Records from a data collection:
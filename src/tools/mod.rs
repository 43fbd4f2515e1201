//! Tool registry and built-in tools.
//!
//! The registry is a process-global map of tool name to constructor. Each
//! orchestrator instantiates its own tool set from it: classes are shared,
//! instances never are, because instances carry per-agent state (database
//! handle, dangerous-mode flag, knowledge context, cached results).

mod knowledge_tool;
mod schema_tools;
mod sql_tool;
mod viz_tool;

pub use knowledge_tool::SearchKnowledgeTool;
pub use schema_tools::{IntrospectSchemaTool, ListTablesTool};
pub use sql_tool::ExecuteSqlTool;
pub use viz_tool::VizTool;

use std::any::Any;
use std::collections::{BTreeMap, HashMap};
use std::sync::{Arc, Mutex, OnceLock};

use async_trait::async_trait;
use serde_json::Value;

use crate::db::Gateway;
use crate::knowledge::KnowledgeStore;
use crate::llm::{LlmClient, ToolDefinition};
use crate::schema::SchemaManager;

/// Model binding the `viz` tool uses for its internal spec agent.
#[derive(Clone)]
pub struct VizBinding {
    pub client: Arc<dyn LlmClient>,
    pub model: String,
}

/// Shared map of tool_call_id to raw result JSON, written by the
/// orchestrator after every tool call so later tools can resolve
/// `result_<tool_call_id>.json` handles.
#[derive(Clone, Default)]
pub struct ResultCache {
    inner: Arc<Mutex<HashMap<String, String>>>,
}

impl ResultCache {
    pub fn new() -> Self {
        Self::default()
    }

    pub fn insert(&self, tool_call_id: impl Into<String>, payload: impl Into<String>) {
        self.inner
            .lock()
            .expect("result cache lock poisoned")
            .insert(tool_call_id.into(), payload.into());
    }

    pub fn get(&self, tool_call_id: &str) -> Option<String> {
        self.inner
            .lock()
            .expect("result cache lock poisoned")
            .get(tool_call_id)
            .cloned()
    }
}

/// Run-scoped dependencies handed to tools at bind time.
#[derive(Clone)]
pub struct ToolDeps {
    pub gateway: Arc<Gateway>,
    pub schema_manager: Arc<SchemaManager>,
    pub database_name: Option<String>,
    pub knowledge: Option<Arc<KnowledgeStore>>,
    pub allow_dangerous: bool,
    pub result_cache: ResultCache,
    pub viz: Option<VizBinding>,
}

/// Rendering hints consumers may use when displaying a tool's results.
#[derive(Debug, Clone)]
pub struct DisplaySpec {
    pub display_name: &'static str,
    pub table: Option<TableDisplay>,
}

/// Table layout for a tool's result payload.
#[derive(Debug, Clone)]
pub struct TableDisplay {
    /// Payload field holding the row list.
    pub items_field: &'static str,
    pub columns: Vec<DisplayColumn>,
    pub max_rows: usize,
}

#[derive(Debug, Clone)]
pub struct DisplayColumn {
    pub field: &'static str,
    pub header: &'static str,
}

/// A tool the model can call.
///
/// `execute` always returns JSON text; failures are `{"error": ...}` payloads
/// so the model can observe them and recover on its next turn.
#[async_trait]
pub trait Tool: Send + Sync {
    fn name(&self) -> &'static str;

    fn description(&self) -> &'static str;

    /// JSON-Schema-shaped description of the tool's arguments.
    fn input_schema(&self) -> Value;

    /// Whether the tool needs run-scoped dependencies beyond the gateway.
    fn requires_context(&self) -> bool {
        false
    }

    /// Optional rendering hints for CLI consumers.
    fn display_spec(&self) -> Option<DisplaySpec> {
        None
    }

    /// Receives the run-scoped dependency bag after construction.
    fn bind(&mut self, deps: &ToolDeps);

    /// Executes the tool with already-parsed JSON arguments.
    async fn execute(&mut self, args: Value) -> String;

    /// Downcast support so the orchestrator can read tool-specific state
    /// (notably the SQL tool's cached last query and results).
    fn as_any(&self) -> &dyn Any;
}

/// Produces the wire-format definition for a tool.
pub fn definition_for(tool: &dyn Tool) -> ToolDefinition {
    ToolDefinition {
        name: tool.name().to_string(),
        description: tool.description().to_string(),
        input_schema: tool.input_schema(),
    }
}

type ToolFactory = fn() -> Box<dyn Tool>;

/// Registry of tool constructors, keyed by tool name.
pub struct ToolRegistry {
    factories: BTreeMap<&'static str, ToolFactory>,
}

impl ToolRegistry {
    /// An empty registry.
    pub fn new() -> Self {
        Self {
            factories: BTreeMap::new(),
        }
    }

    /// The registry of built-in tools.
    pub fn builtin() -> Self {
        let mut registry = Self::new();
        registry.register("list_tables", || Box::new(ListTablesTool::new()));
        registry.register("introspect_schema", || Box::new(IntrospectSchemaTool::new()));
        registry.register("execute_sql", || Box::new(ExecuteSqlTool::new()));
        registry.register("search_knowledge", || Box::new(SearchKnowledgeTool::new()));
        registry.register("viz", || Box::new(VizTool::new()));
        registry
    }

    /// The process-global registry of built-in tools.
    pub fn global() -> &'static ToolRegistry {
        static REGISTRY: OnceLock<ToolRegistry> = OnceLock::new();
        REGISTRY.get_or_init(ToolRegistry::builtin)
    }

    /// Registers a constructor under a name, replacing any existing one.
    pub fn register(&mut self, name: &'static str, factory: ToolFactory) {
        self.factories.insert(name, factory);
    }

    /// Registered tool names, sorted.
    pub fn names(&self) -> Vec<&'static str> {
        self.factories.keys().copied().collect()
    }

    /// Builds a fresh instance of one tool.
    pub fn instantiate(&self, name: &str) -> Option<Box<dyn Tool>> {
        self.factories.get(name).map(|factory| factory())
    }

    /// Builds fresh instances of every registered tool.
    pub fn instantiate_all(&self) -> HashMap<String, Box<dyn Tool>> {
        self.factories
            .iter()
            .map(|(name, factory)| (name.to_string(), factory()))
            .collect()
    }
}

impl Default for ToolRegistry {
    fn default() -> Self {
        Self::builtin()
    }
}
//! Schema discovery tools: `list_tables` and `introspect_schema`.

use std::any::Any;
use std::sync::Arc;

use async_trait::async_trait;
use serde_json::{json, Value};

use crate::schema::SchemaManager;
use crate::tools::{DisplayColumn, DisplaySpec, TableDisplay, Tool, ToolDeps};

/// Lists all user tables in the database.
pub struct ListTablesTool {
    schema_manager: Option<Arc<SchemaManager>>,
}

impl ListTablesTool {
    pub fn new() -> Self {
        Self {
            schema_manager: None,
        }
    }
}

impl Default for ListTablesTool {
    fn default() -> Self {
        Self::new()
    }
}

#[async_trait]
impl Tool for ListTablesTool {
    fn name(&self) -> &'static str {
        "list_tables"
    }

    fn description(&self) -> &'static str {
        "Get a list of all tables in the database. Use this first to discover available tables."
    }

    fn input_schema(&self) -> Value {
        json!({
            "type": "object",
            "properties": {},
            "required": []
        })
    }

    fn display_spec(&self) -> Option<DisplaySpec> {
        Some(DisplaySpec {
            display_name: "List Tables",
            table: Some(TableDisplay {
                items_field: "tables",
                columns: vec![
                    DisplayColumn {
                        field: "full_name",
                        header: "Table",
                    },
                    DisplayColumn {
                        field: "type",
                        header: "Type",
                    },
                ],
                max_rows: 50,
            }),
        })
    }

    fn bind(&mut self, deps: &ToolDeps) {
        self.schema_manager = Some(deps.schema_manager.clone());
    }

    async fn execute(&mut self, _args: Value) -> String {
        let Some(manager) = &self.schema_manager else {
            return json!({"error": "No database connection configured."}).to_string();
        };

        match manager.list_tables().await {
            Ok(listing) => serde_json::to_string(&listing)
                .unwrap_or_else(|e| json!({"error": format!("Error encoding tables: {e}")}).to_string()),
            Err(e) => json!({"error": format!("Error listing tables: {e}")}).to_string(),
        }
    }

    fn as_any(&self) -> &dyn Any {
        self
    }
}

/// Introspects table structures, optionally filtered by a LIKE pattern.
pub struct IntrospectSchemaTool {
    schema_manager: Option<Arc<SchemaManager>>,
}

impl IntrospectSchemaTool {
    pub fn new() -> Self {
        Self {
            schema_manager: None,
        }
    }
}

impl Default for IntrospectSchemaTool {
    fn default() -> Self {
        Self::new()
    }
}

#[async_trait]
impl Tool for IntrospectSchemaTool {
    fn name(&self) -> &'static str {
        "introspect_schema"
    }

    fn description(&self) -> &'static str {
        "Introspect database schema to understand table structures. Prefer narrow table \
         patterns over introspecting everything to keep responses small."
    }

    fn input_schema(&self) -> Value {
        json!({
            "type": "object",
            "properties": {
                "table_pattern": {
                    "type": "string",
                    "description": "Optional pattern to filter tables (e.g., 'public.users', 'user%', '%order%')"
                }
            },
            "required": []
        })
    }

    fn bind(&mut self, deps: &ToolDeps) {
        self.schema_manager = Some(deps.schema_manager.clone());
    }

    async fn execute(&mut self, args: Value) -> String {
        let Some(manager) = &self.schema_manager else {
            return json!({"error": "No database connection configured."}).to_string();
        };

        let pattern = args.get("table_pattern").and_then(|v| v.as_str());
        match manager.get_schema_info(pattern).await {
            Ok(schema) => serde_json::to_string(&schema)
                .unwrap_or_else(|e| json!({"error": format!("Error encoding schema: {e}")}).to_string()),
            Err(e) => json!({"error": format!("Error introspecting schema: {e}")}).to_string(),
        }
    }

    fn as_any(&self) -> &dyn Any {
        self
    }
}
//! SQLsaber - a natural-language SQL assistant.
//!
//! A user submits an English question; a coordinating agent backed by an LLM
//! discovers the relevant tables, composes SQL, executes it read-only against
//! a live database, and streams an explanation with results back to the
//! caller. This library exposes the agent orchestrator, the streaming LLM
//! client, the safe SQL execution layer, and the knowledge/memory stores.

pub mod agent;
pub mod config;
pub mod db;
pub mod error;
pub mod events;
pub mod knowledge;
pub mod llm;
pub mod logging;
pub mod memory;
pub mod schema;
pub mod tools;
pub mod viz;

WORK TO COMPLETE - The lines above may hold the string "with". Say how many do, and give only that number.

FINAL ANSWER - 2